Continue with wallet btn

  1. Client Request Initiation (CClient)

    • The client initiates a Web3 wallet authentication request (e.g., MetaMask or Trust Wallet).
    • The client’s frontend prompts the user to connect their Web3 wallet and requests the wallet address.

  2. Wallet Connection

    • The user connects their wallet, and the application retrieves the wallet address.
    • Example code for MetaMask: 
      const accounts = await window.ethereum.request({ method: 'eth_requestAccounts' });
      const userWalletAddress = accounts[0];
    • The frontend sends this wallet address to the backend to generate a unique nonce (a random string) for signing.

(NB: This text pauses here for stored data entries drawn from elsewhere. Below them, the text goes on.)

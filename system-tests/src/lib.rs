// system-tests/src/lib.rs
// ============================================================================
// Module: Land and Bay System Tests Library
// Description: Shared configuration for the live infrastructure suites.
// Purpose: Resolve one validated harness configuration per suite run.
// Dependencies: landandbay-harness
// ============================================================================

//! ## Overview
//! This crate hosts the configuration loader used by the suite binaries in
//! `system-tests/tests`. Suites provision real AWS resources and only build
//! with the `system-tests` feature enabled.

// ============================================================================
// SECTION: Modules
// ============================================================================

pub mod config;
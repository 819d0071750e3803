// crates/landandbay-harness/src/inspect/fixture.rs
// ============================================================================
// Module: Static EC2 Inspector
// Description: In-memory inspector serving canned records.
// Purpose: Exercise inspection and validation paths without cloud access.
// Dependencies: async-trait
// ============================================================================

//! ## Overview
//! Records are matched by id with the same cardinality rule as the live
//! inspector, so registering a record twice reproduces an ambiguous lookup.

use async_trait::async_trait;

use super::Ec2Inspector;
use super::InspectError;
use super::InstanceRecord;
use super::InternetGatewayRecord;
use super::ResourceKind;
use super::SecurityGroupRecord;
use super::SubnetRecord;
use super::VpcRecord;
use super::exactly_one;

/// Inspector answering from registered records.
#[derive(Debug, Clone, Default)]
pub struct StaticEc2Inspector {
    /// Registered VPCs.
    vpcs: Vec<VpcRecord>,
    /// Registered subnets.
    subnets: Vec<SubnetRecord>,
    /// Registered security groups.
    security_groups: Vec<SecurityGroupRecord>,
    /// Registered internet gateways.
    internet_gateways: Vec<InternetGatewayRecord>,
    /// Registered instances.
    instances: Vec<InstanceRecord>,
}

impl StaticEc2Inspector {
    /// Creates an empty inspector.
    #[must_use]
    pub fn new() -> Self {
        Self::default()
    }

    /// Registers a VPC.
    #[must_use]
    pub fn with_vpc(mut self, vpc: VpcRecord) -> Self {
        self.vpcs.push(vpc);
        self
    }

    /// Registers a subnet.
    #[must_use]
    pub fn with_subnet(mut self, subnet: SubnetRecord) -> Self {
        self.subnets.push(subnet);
        self
    }

    /// Registers a security group.
    #[must_use]
    pub fn with_security_group(mut self, group: SecurityGroupRecord) -> Self {
        self.security_groups.push(group);
        self
    }

    /// Registers an internet gateway.
    #[must_use]
    pub fn with_internet_gateway(mut self, gateway: InternetGatewayRecord) -> Self {
        self.internet_gateways.push(gateway);
        self
    }

    /// Registers an instance.
    #[must_use]
    pub fn with_instance(mut self, instance: InstanceRecord) -> Self {
        self.instances.push(instance);
        self
    }
}

/// Clones every record whose id matches.
fn matching<T: Clone>(records: &[T], id: &str, id_of: impl Fn(&T) -> &str) -> Vec<T> {
    records.iter().filter(|record| id_of(record) == id).cloned().collect()
}

#[async_trait]
impl Ec2Inspector for StaticEc2Inspector {
    async fn describe_vpc(&self, vpc_id: &str) -> Result<VpcRecord, InspectError> {
        let found = matching(&self.vpcs, vpc_id, |vpc| vpc.vpc_id.as_str());
        exactly_one(ResourceKind::Vpc, vpc_id, found)
    }

    async fn describe_subnet(&self, subnet_id: &str) -> Result<SubnetRecord, InspectError> {
        let found = matching(&self.subnets, subnet_id, |subnet| subnet.subnet_id.as_str());
        exactly_one(ResourceKind::Subnet, subnet_id, found)
    }

    async fn describe_security_group(
        &self,
        group_id: &str,
    ) -> Result<SecurityGroupRecord, InspectError> {
        let found = matching(&self.security_groups, group_id, |group| group.group_id.as_str());
        exactly_one(ResourceKind::SecurityGroup, group_id, found)
    }

    async fn describe_internet_gateways_for_vpc(
        &self,
        vpc_id: &str,
    ) -> Result<Vec<InternetGatewayRecord>, InspectError> {
        Ok(self
            .internet_gateways
            .iter()
            .filter(|gateway| gateway.is_attached_to(vpc_id))
            .cloned()
            .collect())
    }

    async fn describe_instance(&self, instance_id: &str) -> Result<InstanceRecord, InspectError> {
        let found =
            matching(&self.instances, instance_id, |instance| instance.instance_id.as_str());
        exactly_one(ResourceKind::Instance, instance_id, found)
    }
}
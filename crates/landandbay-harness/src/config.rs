// crates/landandbay-harness/src/config.rs
// ============================================================================
// Module: Harness Configuration
// Description: Explicit settings passed into every harness helper.
// Purpose: Replace process-wide defaults with a typed, validated struct.
// Dependencies: serde, toml, thiserror
// ============================================================================

//! ## Overview
//! [`HarnessConfig`] carries the region, terraform binary, retry budget,
//! cleanup policy, and directory layout used by a test run. It is loaded from
//! TOML (optional) and validated before use. Helpers receive it by reference so
//! parallel tests never share mutable state.

// ============================================================================
// SECTION: Imports
// ============================================================================

use std::fs;
use std::path::Path;
use std::path::PathBuf;
use std::time::Duration;

use serde::Deserialize;
use serde::Serialize;

// ============================================================================
// SECTION: Limits
// ============================================================================

/// Default AWS region for provisioned test resources.
pub const DEFAULT_REGION: &str = "us-east-1";
/// Terraform binary name used unless overridden. Never auto-detected.
pub const DEFAULT_TERRAFORM_BINARY: &str = "terraform";
/// Default delay between terraform retries in seconds.
pub const DEFAULT_RETRY_INTERVAL_SECS: u64 = 5;
/// Maximum retry count accepted for a single terraform command.
pub const MAX_RETRIES: u32 = 20;
/// Maximum delay between retries in seconds.
pub const MAX_RETRY_INTERVAL_SECS: u64 = 600;
/// Maximum config file size in bytes.
const MAX_CONFIG_FILE_SIZE: u64 = 64 * 1024;

// ============================================================================
// SECTION: Types
// ============================================================================

/// What happens to provisioned resources when a deployment guard goes out of scope.
#[derive(Debug, Clone, Copy, PartialEq, Eq, Default, Serialize, Deserialize)]
#[serde(rename_all = "snake_case")]
pub enum CleanupPolicy {
    /// Run `terraform destroy` on every exit path.
    #[default]
    Destroy,
    /// Leave resources in place for debugging.
    Keep,
}

/// Settings for a harness run.
#[derive(Debug, Clone, PartialEq, Eq, Serialize, Deserialize)]
#[serde(deny_unknown_fields, default)]
pub struct HarnessConfig {
    /// AWS region for all provisioned resources and describe calls.
    pub region: String,
    /// Terraform binary name or path.
    pub terraform_binary: String,
    /// Retry count passed through to every terraform command.
    pub max_retries: u32,
    /// Seconds to wait between terraform retries.
    pub retry_interval_secs: u64,
    /// Teardown behavior for deployment guards.
    pub cleanup: CleanupPolicy,
    /// Skip every test that provisions live resources.
    pub short_mode: bool,
    /// Directory holding the individual terraform modules.
    pub modules_root: PathBuf,
    /// Root terraform directory used by full-stack scenarios.
    pub root_dir: PathBuf,
    /// Optional JSON-lines file receiving lifecycle events.
    pub event_log: Option<PathBuf>,
}

impl Default for HarnessConfig {
    fn default() -> Self {
        Self {
            region: DEFAULT_REGION.to_string(),
            terraform_binary: DEFAULT_TERRAFORM_BINARY.to_string(),
            max_retries: 0,
            retry_interval_secs: DEFAULT_RETRY_INTERVAL_SECS,
            cleanup: CleanupPolicy::Destroy,
            short_mode: false,
            modules_root: PathBuf::from("../terraform/modules"),
            root_dir: PathBuf::from("../terraform"),
            event_log: None,
        }
    }
}

impl HarnessConfig {
    /// Parses and validates configuration from a TOML document.
    ///
    /// # Errors
    ///
    /// Returns [`ConfigError`] when parsing or validation fails.
    pub fn from_toml_str(content: &str) -> Result<Self, ConfigError> {
        let config: Self =
            toml::from_str(content).map_err(|err| ConfigError::Parse(err.to_string()))?;
        config.validate()?;
        Ok(config)
    }

    /// Loads and validates configuration from a TOML file.
    ///
    /// # Errors
    ///
    /// Returns [`ConfigError`] when the file cannot be read, is too large, or
    /// fails validation.
    pub fn load_file(path: &Path) -> Result<Self, ConfigError> {
        let metadata = fs::metadata(path)
            .map_err(|err| ConfigError::Io(format!("{}: {err}", path.display())))?;
        if metadata.len() > MAX_CONFIG_FILE_SIZE {
            return Err(ConfigError::Invalid("config file exceeds size limit".to_string()));
        }
        let content = fs::read_to_string(path)
            .map_err(|err| ConfigError::Io(format!("{}: {err}", path.display())))?;
        Self::from_toml_str(&content)
    }

    /// Validates the configuration for internal consistency.
    ///
    /// # Errors
    ///
    /// Returns [`ConfigError::Invalid`] when a field is out of range.
    pub fn validate(&self) -> Result<(), ConfigError> {
        if self.region.trim().is_empty() {
            return Err(ConfigError::Invalid("region must not be empty".to_string()));
        }
        if !self
            .region
            .chars()
            .all(|ch| ch.is_ascii_lowercase() || ch.is_ascii_digit() || ch == '-')
        {
            return Err(ConfigError::Invalid(format!(
                "region {} must contain only lowercase letters, digits, and '-'",
                self.region
            )));
        }
        if self.terraform_binary.trim().is_empty() {
            return Err(ConfigError::Invalid("terraform_binary must not be empty".to_string()));
        }
        if self.max_retries > MAX_RETRIES {
            return Err(ConfigError::Invalid(format!(
                "max_retries must be at most {MAX_RETRIES}"
            )));
        }
        if self.retry_interval_secs > MAX_RETRY_INTERVAL_SECS {
            return Err(ConfigError::Invalid(format!(
                "retry_interval_secs must be at most {MAX_RETRY_INTERVAL_SECS}"
            )));
        }
        Ok(())
    }

    /// Returns the delay between terraform retries.
    #[must_use]
    pub const fn time_between_retries(&self) -> Duration {
        Duration::from_secs(self.retry_interval_secs)
    }
}

// ============================================================================
// SECTION: Errors
// ============================================================================

/// Configuration loading and validation errors.
#[derive(Debug, Clone, PartialEq, Eq, thiserror::Error)]
pub enum ConfigError {
    /// I/O failure while reading configuration.
    #[error("config io error: {0}")]
    Io(String),
    /// TOML parsing error.
    #[error("config parse error: {0}")]
    Parse(String),
    /// Invalid configuration data.
    #[error("invalid config: {0}")]
    Invalid(String),
}

// ============================================================================
// SECTION: Tests
// ============================================================================

#[cfg(test)]
#[path = "config_tests.rs"]
mod tests;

  3. Message Signing Request

    • The backend generates a unique nonce to verify that the user controls the wallet.
    • The frontend prompts the user to sign the nonce with their wallet.
    • Example code for message signing: 
      const message = "Sign this message to authenticate: " + nonce;
      const signature = await web3.eth.personal.sign(message, userWalletAddress);

  4. Backend Signature Verification

    • The signed message is sent back to the backend for verification.
    • The backend uses the wallet address and signature to verify authenticity.
    • Example verification: 
      const recoveredAddress = web3.eth.accounts.recover(message, signature);
      if (recoveredAddress.toLowerCase() === userWalletAddress.toLowerCase()) {
        // Successful authentication
      }

  5. Authorization Token Generation

    • If verification is successful, the backend generates an authorization token and sends it to the client.
    • Example response: 
      {
        "authToken": "exampleJwtToken123",
        "expiresIn": 3600
      }

  6. User is Authenticated

    • The client stores the authentication token, enabling the user to interact as an authenticated user.
    • The user does not need to re-authenticate unless the token expires, in which case the authentication process can be restarted.